◆ Problem to solve ◆
Copy out each line of the data below in which the string "AssertUnwindSafe" appears.

◆ Saved entries ◆
------------------------------------------------------------------------
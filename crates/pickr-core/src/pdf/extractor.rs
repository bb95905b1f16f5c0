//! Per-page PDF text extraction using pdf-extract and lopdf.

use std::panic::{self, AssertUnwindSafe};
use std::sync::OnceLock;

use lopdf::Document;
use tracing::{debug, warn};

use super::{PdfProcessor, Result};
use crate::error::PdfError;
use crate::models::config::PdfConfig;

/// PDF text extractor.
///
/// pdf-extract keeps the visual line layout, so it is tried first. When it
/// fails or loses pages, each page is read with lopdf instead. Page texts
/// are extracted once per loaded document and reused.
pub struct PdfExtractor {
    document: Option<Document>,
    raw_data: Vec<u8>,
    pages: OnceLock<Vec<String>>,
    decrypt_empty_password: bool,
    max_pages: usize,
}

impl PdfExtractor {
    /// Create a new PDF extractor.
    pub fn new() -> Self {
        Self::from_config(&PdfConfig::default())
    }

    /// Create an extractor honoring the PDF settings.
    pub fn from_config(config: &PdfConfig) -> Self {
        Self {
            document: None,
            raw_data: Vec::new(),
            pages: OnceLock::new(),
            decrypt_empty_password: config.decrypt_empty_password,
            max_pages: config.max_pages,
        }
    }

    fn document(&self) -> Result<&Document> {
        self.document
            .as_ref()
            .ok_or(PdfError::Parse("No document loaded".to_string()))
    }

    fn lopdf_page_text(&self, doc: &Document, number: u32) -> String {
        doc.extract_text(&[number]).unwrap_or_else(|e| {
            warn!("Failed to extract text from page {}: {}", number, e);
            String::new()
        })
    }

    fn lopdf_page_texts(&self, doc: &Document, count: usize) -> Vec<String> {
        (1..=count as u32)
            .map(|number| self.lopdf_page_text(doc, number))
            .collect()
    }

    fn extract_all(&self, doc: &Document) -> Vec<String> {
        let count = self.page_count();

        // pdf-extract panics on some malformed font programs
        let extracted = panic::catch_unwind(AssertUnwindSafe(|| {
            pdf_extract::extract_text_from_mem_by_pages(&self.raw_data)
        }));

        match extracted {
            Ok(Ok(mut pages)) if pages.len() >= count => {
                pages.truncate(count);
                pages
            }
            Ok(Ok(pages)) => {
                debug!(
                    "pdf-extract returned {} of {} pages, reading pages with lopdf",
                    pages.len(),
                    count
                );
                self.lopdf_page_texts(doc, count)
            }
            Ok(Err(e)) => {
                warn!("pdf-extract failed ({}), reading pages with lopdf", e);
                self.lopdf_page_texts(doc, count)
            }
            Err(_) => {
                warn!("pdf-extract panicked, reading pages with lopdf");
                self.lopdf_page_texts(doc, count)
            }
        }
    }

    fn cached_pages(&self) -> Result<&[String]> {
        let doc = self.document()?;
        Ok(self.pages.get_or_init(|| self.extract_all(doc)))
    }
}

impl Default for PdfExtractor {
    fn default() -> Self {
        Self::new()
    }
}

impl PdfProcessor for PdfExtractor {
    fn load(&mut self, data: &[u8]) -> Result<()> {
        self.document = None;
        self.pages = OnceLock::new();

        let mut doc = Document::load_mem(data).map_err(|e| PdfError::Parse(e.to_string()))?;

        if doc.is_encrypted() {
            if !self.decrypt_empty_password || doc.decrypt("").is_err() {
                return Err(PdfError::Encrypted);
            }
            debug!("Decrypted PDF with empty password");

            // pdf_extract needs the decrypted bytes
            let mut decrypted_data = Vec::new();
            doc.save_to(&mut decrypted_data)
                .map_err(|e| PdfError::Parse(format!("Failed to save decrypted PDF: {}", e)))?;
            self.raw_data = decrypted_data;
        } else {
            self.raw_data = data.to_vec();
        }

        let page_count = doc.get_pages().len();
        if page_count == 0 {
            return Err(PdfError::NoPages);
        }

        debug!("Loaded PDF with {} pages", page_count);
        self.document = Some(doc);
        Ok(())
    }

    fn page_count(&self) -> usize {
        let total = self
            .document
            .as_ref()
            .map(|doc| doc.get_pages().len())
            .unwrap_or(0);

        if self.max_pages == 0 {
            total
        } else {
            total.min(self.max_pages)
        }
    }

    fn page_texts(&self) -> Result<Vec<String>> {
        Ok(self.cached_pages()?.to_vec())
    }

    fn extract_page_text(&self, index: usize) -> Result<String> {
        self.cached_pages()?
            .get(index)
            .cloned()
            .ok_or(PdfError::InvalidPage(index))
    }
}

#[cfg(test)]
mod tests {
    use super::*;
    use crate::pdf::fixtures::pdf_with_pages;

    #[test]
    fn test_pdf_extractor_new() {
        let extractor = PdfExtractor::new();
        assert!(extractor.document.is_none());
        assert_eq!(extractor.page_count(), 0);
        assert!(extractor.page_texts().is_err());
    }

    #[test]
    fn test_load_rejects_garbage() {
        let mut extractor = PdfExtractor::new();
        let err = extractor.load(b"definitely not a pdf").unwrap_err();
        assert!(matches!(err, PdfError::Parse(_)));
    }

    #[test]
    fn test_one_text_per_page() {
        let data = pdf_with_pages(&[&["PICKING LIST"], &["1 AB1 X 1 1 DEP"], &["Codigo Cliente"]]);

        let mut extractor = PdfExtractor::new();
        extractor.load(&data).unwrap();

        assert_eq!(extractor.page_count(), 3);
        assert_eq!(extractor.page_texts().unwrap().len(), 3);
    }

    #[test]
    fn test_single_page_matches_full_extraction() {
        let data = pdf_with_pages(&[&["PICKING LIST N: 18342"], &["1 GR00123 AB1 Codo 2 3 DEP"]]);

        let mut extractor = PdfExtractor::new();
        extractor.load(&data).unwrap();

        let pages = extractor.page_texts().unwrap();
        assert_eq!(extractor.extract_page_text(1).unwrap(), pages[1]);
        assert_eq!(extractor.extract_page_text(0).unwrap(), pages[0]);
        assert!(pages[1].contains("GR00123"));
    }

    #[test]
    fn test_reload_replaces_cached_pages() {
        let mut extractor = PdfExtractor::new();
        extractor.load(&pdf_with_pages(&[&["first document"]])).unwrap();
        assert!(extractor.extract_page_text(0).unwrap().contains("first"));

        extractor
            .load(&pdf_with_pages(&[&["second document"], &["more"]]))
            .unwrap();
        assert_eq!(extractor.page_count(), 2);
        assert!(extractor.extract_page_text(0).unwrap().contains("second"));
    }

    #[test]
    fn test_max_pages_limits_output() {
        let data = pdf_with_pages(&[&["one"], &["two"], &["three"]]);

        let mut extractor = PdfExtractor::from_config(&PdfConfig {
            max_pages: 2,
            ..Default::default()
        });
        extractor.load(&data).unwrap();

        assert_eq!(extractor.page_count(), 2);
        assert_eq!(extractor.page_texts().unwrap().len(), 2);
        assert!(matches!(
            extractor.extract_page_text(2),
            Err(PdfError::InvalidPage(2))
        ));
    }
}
------------------------------------------------------------------------
◆ Exercise output ◆
use std::panic::{self, AssertUnwindSafe};
        let extracted = panic::catch_unwind(AssertUnwindSafe(|| {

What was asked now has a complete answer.